**Work order:**
Return exactly those lines of the material below that fall between the line holding "Ok(Json(items))" and the line holding "ad-hoc role strings", inclusive.

**Supplied material:**
• • • •
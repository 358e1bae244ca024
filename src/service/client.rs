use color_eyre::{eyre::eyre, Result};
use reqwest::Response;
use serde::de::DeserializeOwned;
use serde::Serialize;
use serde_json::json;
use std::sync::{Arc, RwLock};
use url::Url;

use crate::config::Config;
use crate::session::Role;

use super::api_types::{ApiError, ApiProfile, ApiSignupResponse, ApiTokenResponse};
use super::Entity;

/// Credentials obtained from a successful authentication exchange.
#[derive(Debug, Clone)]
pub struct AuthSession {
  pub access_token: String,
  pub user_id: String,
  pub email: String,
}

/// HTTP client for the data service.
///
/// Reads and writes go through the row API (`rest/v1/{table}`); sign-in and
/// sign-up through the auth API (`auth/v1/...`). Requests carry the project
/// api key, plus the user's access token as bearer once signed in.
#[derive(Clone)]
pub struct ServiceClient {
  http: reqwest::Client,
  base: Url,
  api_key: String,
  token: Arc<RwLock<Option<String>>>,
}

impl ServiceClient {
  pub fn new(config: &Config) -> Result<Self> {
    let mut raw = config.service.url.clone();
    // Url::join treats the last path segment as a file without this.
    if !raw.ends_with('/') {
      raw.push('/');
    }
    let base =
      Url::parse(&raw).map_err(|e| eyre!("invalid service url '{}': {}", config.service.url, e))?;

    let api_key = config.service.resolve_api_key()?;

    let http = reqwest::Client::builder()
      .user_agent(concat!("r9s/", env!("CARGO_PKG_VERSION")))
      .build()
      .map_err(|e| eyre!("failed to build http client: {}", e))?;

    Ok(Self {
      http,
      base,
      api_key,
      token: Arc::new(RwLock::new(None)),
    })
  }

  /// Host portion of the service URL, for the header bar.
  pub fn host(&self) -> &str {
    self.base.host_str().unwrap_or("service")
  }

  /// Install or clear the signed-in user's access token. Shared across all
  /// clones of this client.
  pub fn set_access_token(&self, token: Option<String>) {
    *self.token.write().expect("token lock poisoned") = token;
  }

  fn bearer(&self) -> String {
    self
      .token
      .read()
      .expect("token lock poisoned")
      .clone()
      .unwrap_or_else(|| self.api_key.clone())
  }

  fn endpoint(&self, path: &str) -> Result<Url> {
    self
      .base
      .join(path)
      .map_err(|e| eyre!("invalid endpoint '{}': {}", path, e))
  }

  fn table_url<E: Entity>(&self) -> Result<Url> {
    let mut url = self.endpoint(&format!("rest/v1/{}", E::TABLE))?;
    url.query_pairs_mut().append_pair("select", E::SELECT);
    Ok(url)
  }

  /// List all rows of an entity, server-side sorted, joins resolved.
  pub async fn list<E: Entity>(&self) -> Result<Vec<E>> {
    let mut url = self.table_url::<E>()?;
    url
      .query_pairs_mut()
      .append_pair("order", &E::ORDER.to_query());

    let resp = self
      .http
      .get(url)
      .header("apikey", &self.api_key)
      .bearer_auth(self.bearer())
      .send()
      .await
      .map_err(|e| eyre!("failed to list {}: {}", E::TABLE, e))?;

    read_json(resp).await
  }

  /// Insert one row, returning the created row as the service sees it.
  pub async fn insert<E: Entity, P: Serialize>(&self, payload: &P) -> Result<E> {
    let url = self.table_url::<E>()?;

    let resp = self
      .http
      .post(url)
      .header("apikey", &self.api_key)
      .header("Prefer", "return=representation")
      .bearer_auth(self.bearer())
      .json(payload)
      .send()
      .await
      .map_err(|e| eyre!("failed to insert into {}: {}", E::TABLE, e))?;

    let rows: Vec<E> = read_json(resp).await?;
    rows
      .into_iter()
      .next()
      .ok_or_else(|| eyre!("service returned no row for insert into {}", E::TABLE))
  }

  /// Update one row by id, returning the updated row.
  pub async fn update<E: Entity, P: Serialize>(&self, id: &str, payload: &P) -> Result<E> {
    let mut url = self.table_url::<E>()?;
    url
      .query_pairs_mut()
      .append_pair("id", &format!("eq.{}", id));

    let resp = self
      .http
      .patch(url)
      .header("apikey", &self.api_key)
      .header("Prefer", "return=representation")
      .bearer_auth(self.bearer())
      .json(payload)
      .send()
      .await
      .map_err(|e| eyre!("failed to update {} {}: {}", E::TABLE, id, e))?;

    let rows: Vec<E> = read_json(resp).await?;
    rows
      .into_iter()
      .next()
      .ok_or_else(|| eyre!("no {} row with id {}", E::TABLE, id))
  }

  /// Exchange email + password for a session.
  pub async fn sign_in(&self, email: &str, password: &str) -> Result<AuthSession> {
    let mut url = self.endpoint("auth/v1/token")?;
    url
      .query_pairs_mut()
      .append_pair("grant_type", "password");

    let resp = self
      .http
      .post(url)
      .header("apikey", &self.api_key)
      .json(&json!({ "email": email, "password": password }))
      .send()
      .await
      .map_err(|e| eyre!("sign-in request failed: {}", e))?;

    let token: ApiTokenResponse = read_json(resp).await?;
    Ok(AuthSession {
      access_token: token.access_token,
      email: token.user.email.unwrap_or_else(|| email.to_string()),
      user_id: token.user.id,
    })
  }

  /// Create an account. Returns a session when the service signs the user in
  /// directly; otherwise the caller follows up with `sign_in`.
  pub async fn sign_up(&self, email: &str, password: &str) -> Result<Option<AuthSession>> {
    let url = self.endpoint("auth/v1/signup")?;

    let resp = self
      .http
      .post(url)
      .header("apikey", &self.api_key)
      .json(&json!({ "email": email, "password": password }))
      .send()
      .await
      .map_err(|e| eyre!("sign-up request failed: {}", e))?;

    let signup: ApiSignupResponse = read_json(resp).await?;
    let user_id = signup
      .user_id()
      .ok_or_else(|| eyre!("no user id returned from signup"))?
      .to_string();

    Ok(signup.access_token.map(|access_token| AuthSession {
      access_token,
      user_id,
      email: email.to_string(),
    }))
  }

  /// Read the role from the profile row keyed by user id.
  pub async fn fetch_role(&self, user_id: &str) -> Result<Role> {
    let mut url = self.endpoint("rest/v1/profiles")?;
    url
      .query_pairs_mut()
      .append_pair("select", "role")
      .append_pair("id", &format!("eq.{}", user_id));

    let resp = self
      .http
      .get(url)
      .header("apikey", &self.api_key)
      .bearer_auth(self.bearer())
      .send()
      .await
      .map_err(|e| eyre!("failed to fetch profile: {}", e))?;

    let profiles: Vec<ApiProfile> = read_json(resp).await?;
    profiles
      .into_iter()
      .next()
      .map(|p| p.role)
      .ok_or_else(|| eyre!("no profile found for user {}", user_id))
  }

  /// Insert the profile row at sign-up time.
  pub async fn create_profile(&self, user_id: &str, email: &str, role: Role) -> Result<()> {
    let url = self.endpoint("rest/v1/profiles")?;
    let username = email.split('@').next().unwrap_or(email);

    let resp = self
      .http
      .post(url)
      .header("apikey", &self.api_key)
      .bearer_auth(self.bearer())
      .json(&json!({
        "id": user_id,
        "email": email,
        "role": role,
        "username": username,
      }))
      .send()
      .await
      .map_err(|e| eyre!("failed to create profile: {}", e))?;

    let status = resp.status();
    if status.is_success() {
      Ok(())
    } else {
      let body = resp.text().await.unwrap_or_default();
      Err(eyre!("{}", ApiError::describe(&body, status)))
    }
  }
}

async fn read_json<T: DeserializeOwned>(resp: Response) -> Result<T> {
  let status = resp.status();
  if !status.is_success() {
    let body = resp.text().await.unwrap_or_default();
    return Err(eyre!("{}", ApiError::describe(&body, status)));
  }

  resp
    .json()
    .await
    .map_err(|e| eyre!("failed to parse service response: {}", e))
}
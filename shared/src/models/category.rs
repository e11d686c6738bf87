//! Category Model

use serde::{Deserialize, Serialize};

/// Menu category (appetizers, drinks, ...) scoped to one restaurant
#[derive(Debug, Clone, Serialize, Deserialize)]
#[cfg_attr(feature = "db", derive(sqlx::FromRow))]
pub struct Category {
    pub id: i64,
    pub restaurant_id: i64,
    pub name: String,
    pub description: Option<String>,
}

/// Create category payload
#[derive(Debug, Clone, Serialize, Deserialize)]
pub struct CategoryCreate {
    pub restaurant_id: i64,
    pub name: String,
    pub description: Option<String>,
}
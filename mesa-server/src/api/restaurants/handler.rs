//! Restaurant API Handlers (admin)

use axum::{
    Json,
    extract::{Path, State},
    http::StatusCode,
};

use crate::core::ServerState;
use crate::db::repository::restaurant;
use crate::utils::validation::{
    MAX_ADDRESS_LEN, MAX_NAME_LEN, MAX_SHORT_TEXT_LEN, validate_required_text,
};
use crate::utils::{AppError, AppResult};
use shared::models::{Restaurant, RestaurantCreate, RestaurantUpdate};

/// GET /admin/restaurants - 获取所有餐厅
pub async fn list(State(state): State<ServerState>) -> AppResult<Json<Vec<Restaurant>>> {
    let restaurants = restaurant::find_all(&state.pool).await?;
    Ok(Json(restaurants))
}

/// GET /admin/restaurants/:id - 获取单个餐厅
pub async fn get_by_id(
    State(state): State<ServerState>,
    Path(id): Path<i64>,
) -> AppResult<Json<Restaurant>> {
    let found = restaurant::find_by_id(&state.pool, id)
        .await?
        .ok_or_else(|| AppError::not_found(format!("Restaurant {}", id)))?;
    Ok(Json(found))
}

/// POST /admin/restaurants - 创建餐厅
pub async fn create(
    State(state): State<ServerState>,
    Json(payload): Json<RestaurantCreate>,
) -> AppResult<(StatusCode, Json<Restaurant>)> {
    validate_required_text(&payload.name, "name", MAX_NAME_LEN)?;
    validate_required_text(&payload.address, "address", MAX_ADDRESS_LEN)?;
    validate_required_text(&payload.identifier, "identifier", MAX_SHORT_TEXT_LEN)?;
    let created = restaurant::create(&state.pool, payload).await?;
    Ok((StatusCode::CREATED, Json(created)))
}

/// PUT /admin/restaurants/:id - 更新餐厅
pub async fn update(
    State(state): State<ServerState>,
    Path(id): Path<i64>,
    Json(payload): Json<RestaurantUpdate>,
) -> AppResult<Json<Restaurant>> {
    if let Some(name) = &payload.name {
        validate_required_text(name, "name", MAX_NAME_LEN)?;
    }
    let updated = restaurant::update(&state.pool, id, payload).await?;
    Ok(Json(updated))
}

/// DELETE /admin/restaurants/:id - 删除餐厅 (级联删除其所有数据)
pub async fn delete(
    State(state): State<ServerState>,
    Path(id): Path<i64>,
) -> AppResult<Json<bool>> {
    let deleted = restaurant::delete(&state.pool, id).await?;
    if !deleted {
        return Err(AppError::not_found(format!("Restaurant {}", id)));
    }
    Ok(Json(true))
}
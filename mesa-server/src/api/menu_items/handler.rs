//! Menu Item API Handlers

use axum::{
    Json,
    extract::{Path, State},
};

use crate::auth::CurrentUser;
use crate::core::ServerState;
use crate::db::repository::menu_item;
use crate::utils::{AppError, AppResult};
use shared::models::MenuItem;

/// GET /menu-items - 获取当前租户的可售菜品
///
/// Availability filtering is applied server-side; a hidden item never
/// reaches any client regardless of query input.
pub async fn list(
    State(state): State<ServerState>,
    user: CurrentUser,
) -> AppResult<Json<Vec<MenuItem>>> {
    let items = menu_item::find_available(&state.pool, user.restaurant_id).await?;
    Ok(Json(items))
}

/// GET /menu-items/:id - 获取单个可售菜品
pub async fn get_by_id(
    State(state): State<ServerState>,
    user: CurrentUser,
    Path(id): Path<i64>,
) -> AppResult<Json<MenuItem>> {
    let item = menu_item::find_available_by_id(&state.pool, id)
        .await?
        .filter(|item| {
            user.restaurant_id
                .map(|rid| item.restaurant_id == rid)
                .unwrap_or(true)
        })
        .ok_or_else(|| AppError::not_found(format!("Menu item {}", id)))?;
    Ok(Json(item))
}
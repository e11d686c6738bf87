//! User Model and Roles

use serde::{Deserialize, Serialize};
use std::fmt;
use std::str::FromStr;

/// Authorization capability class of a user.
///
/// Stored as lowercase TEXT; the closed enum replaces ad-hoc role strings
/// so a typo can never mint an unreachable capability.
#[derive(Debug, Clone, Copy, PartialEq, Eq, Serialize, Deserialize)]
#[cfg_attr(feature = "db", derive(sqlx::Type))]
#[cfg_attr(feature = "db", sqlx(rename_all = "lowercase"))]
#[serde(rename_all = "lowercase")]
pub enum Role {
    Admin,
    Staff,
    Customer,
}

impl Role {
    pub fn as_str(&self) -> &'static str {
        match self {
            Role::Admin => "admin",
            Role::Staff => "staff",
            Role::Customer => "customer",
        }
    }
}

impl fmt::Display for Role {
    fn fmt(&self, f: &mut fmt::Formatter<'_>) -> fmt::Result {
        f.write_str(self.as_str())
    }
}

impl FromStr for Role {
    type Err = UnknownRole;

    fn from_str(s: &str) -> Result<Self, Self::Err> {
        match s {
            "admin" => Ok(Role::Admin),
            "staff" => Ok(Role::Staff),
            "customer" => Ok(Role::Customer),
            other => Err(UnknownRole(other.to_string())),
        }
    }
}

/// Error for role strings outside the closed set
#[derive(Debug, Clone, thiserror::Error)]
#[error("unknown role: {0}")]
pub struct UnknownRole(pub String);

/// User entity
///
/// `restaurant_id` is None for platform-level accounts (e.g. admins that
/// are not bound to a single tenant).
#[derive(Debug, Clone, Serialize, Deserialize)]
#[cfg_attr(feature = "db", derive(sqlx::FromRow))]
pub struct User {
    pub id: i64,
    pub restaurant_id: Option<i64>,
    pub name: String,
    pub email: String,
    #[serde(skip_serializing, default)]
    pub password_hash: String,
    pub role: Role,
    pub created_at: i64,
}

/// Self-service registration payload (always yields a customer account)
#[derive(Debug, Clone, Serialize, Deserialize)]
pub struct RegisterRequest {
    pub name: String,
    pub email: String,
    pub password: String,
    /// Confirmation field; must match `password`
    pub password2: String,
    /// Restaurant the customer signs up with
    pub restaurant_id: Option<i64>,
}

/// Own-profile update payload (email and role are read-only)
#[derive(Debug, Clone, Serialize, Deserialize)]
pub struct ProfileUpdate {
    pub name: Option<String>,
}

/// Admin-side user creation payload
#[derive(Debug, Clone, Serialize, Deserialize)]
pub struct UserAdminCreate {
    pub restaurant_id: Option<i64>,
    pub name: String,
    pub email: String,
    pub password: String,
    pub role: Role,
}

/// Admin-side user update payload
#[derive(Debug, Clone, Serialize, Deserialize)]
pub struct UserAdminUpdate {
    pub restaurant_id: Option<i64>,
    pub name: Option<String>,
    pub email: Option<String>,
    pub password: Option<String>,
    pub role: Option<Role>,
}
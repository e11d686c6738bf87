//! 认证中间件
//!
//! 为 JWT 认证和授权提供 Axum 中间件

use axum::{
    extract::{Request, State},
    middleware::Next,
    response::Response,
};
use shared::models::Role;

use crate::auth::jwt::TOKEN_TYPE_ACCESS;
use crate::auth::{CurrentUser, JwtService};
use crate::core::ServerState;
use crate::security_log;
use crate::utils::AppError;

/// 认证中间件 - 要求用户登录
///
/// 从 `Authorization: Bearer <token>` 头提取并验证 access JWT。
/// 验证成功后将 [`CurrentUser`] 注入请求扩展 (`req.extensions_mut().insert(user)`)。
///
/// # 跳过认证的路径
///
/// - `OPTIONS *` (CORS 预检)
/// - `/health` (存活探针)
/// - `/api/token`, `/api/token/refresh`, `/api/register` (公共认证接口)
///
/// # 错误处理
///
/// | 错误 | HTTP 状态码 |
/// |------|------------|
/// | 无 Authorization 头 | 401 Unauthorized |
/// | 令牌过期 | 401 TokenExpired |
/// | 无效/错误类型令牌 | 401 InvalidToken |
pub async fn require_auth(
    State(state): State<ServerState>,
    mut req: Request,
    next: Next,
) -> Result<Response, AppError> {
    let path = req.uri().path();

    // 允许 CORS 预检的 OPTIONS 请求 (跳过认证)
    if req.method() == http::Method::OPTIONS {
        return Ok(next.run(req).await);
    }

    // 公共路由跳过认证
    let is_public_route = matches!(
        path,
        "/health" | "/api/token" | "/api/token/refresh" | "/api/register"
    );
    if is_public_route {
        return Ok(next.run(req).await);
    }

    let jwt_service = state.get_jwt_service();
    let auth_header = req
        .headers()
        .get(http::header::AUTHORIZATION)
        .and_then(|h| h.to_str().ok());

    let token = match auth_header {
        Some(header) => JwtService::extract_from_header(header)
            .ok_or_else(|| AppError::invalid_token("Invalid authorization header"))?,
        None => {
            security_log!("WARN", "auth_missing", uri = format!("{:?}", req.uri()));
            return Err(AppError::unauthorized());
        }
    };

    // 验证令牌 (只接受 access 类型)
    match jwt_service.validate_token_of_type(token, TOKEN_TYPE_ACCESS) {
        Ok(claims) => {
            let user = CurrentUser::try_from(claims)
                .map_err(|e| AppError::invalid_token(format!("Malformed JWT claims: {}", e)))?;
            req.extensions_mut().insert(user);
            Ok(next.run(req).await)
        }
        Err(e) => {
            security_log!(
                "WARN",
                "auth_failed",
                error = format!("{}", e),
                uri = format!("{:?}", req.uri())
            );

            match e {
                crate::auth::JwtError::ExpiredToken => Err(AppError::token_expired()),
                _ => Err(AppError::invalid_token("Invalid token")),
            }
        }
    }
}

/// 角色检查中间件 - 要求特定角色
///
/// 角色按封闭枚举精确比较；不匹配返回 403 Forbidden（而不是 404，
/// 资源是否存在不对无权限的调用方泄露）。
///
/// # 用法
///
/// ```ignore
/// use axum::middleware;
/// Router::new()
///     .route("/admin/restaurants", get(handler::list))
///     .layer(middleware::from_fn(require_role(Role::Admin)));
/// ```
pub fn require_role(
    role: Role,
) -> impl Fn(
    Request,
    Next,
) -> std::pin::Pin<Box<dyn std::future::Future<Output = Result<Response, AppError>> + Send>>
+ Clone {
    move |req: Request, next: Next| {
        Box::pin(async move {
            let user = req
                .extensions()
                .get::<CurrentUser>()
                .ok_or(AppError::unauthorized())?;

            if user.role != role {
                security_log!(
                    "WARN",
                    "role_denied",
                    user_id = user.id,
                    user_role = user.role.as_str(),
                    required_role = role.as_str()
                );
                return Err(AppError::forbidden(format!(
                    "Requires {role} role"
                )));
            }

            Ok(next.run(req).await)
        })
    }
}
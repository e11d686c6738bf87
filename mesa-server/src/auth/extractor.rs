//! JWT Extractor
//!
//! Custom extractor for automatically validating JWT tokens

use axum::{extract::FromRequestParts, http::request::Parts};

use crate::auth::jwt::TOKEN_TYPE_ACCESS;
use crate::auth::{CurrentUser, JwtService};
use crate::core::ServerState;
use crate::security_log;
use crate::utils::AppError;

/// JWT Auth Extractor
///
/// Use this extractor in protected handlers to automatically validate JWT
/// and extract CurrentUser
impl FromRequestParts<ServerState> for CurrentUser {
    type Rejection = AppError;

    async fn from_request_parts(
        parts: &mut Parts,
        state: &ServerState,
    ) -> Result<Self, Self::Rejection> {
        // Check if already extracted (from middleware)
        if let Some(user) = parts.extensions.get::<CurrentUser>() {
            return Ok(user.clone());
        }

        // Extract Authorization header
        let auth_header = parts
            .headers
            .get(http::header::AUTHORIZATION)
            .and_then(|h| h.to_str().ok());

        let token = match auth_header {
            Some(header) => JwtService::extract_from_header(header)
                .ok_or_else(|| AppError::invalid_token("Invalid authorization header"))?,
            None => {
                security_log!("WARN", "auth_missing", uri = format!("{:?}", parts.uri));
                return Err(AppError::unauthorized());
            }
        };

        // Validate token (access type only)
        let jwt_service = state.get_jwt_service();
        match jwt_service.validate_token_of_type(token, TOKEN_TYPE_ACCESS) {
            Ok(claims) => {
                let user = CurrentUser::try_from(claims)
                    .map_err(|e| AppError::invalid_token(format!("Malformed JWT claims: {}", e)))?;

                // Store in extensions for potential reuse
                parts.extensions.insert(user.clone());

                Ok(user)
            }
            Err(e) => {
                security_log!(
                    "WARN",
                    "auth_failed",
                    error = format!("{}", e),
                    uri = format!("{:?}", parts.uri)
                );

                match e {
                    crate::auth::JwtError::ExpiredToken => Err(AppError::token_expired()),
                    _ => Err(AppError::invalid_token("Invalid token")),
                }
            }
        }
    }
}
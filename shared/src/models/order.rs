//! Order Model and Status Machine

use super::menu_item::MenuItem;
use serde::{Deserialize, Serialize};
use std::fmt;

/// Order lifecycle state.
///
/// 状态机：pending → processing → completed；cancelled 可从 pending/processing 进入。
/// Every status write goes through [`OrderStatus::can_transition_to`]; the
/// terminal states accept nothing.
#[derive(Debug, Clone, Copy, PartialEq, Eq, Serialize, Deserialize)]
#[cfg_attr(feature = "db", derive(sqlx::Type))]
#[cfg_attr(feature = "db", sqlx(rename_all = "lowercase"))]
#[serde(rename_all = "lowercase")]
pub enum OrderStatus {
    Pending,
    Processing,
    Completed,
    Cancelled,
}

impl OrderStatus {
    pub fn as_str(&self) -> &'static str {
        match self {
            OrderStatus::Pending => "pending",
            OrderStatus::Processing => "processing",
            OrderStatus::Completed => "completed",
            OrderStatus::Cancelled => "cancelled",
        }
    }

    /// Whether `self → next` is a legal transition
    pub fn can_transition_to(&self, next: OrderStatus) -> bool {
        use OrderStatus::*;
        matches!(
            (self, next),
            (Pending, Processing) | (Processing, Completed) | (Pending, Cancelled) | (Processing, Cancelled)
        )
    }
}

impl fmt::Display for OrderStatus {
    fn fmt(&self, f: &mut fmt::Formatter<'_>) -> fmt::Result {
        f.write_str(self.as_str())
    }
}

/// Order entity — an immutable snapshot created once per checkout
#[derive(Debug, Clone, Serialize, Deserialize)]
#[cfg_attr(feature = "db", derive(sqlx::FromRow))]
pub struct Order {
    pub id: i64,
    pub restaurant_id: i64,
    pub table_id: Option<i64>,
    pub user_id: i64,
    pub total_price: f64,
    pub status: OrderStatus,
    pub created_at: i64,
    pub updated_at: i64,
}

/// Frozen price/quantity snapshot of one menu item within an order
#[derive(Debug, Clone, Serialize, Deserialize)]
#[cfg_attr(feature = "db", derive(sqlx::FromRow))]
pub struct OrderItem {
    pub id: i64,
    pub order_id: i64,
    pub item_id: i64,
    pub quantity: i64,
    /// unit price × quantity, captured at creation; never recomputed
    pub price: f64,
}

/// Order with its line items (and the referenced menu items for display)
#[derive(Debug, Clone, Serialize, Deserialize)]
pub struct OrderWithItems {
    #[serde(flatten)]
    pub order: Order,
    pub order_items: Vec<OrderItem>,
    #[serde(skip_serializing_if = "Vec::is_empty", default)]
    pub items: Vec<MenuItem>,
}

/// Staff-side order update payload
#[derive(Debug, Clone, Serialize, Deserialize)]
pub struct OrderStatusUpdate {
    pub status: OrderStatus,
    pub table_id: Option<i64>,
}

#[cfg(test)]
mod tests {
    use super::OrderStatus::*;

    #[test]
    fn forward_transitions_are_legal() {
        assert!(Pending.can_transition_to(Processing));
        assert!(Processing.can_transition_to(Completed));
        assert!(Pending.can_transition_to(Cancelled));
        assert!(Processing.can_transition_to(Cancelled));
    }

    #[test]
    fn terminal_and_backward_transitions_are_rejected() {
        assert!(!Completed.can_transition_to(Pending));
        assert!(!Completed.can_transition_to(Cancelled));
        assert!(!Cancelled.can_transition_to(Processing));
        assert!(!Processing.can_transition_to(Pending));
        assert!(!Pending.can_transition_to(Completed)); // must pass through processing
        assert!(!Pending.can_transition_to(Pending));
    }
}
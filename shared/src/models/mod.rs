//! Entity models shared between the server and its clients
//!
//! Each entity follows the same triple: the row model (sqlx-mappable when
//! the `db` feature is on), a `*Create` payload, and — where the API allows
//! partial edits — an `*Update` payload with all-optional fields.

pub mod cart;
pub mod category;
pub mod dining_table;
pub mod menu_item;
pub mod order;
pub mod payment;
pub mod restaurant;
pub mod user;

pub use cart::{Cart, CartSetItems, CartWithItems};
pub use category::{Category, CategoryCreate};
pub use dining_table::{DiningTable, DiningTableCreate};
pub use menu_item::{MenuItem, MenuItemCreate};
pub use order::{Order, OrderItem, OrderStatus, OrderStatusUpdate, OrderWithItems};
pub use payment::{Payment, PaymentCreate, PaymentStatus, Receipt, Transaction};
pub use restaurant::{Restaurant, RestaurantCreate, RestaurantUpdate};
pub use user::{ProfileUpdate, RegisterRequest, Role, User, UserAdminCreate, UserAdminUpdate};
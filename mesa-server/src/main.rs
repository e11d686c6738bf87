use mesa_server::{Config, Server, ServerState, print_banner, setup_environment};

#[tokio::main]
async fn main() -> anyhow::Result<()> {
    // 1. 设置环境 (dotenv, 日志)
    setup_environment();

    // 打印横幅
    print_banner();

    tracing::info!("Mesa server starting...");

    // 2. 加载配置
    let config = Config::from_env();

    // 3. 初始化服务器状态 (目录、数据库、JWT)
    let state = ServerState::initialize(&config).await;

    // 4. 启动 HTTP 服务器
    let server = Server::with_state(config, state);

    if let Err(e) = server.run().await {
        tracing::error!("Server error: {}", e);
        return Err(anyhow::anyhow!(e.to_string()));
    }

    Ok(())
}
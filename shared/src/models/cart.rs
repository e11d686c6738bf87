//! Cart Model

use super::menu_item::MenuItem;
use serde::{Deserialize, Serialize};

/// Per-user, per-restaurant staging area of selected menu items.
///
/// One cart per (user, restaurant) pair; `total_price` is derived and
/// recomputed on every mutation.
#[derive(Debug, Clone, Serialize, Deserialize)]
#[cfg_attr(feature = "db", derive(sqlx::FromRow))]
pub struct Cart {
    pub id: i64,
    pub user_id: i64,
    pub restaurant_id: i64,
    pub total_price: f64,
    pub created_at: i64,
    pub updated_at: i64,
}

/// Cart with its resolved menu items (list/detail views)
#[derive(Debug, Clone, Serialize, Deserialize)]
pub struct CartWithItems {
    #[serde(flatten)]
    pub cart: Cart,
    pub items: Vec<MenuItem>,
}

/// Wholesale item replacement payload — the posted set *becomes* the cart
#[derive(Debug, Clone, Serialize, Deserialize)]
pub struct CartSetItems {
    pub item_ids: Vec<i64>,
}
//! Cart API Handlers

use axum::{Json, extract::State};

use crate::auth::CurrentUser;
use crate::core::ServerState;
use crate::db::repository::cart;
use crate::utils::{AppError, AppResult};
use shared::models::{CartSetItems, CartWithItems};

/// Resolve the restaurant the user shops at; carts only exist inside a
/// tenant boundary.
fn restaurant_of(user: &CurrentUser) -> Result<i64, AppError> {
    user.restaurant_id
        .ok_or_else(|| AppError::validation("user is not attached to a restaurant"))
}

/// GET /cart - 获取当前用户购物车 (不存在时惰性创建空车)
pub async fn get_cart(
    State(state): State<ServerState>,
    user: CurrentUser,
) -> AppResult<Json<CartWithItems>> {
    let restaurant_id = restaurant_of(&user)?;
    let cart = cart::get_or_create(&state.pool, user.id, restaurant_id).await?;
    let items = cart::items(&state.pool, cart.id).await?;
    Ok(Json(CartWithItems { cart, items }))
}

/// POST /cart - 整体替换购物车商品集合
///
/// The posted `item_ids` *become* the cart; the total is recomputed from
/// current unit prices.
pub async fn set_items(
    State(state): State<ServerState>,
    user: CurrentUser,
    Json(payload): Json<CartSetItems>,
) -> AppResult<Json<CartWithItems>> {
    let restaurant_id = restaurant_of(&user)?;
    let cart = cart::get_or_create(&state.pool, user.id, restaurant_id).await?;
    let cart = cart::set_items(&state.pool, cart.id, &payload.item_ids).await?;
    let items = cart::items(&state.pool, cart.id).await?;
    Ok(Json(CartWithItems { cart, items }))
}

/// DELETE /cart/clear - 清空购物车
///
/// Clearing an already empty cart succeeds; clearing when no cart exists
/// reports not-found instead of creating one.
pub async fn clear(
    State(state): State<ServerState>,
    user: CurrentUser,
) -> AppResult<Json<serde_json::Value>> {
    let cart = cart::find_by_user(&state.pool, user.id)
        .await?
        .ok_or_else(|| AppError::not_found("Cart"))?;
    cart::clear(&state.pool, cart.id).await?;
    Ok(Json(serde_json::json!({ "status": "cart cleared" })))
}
• • • •
**Result of this exercise:**
    Ok(Json(items))
}

/// GET /menu-items/:id - 获取单个可售菜品
pub async fn get_by_id(
    State(state): State<ServerState>,
    user: CurrentUser,
    Path(id): Path<i64>,
) -> AppResult<Json<MenuItem>> {
    let item = menu_item::find_available_by_id(&state.pool, id)
        .await?
        .filter(|item| {
            user.restaurant_id
                .map(|rid| item.restaurant_id == rid)
                .unwrap_or(true)
        })
        .ok_or_else(|| AppError::not_found(format!("Menu item {}", id)))?;
    Ok(Json(item))
}
repository e11d686c6738bf87
//! User Model and Roles

use serde::{Deserialize, Serialize};
use std::fmt;
use std::str::FromStr;

/// Authorization capability class of a user.
///
/// Stored as lowercase TEXT; the closed enum replaces ad-hoc role strings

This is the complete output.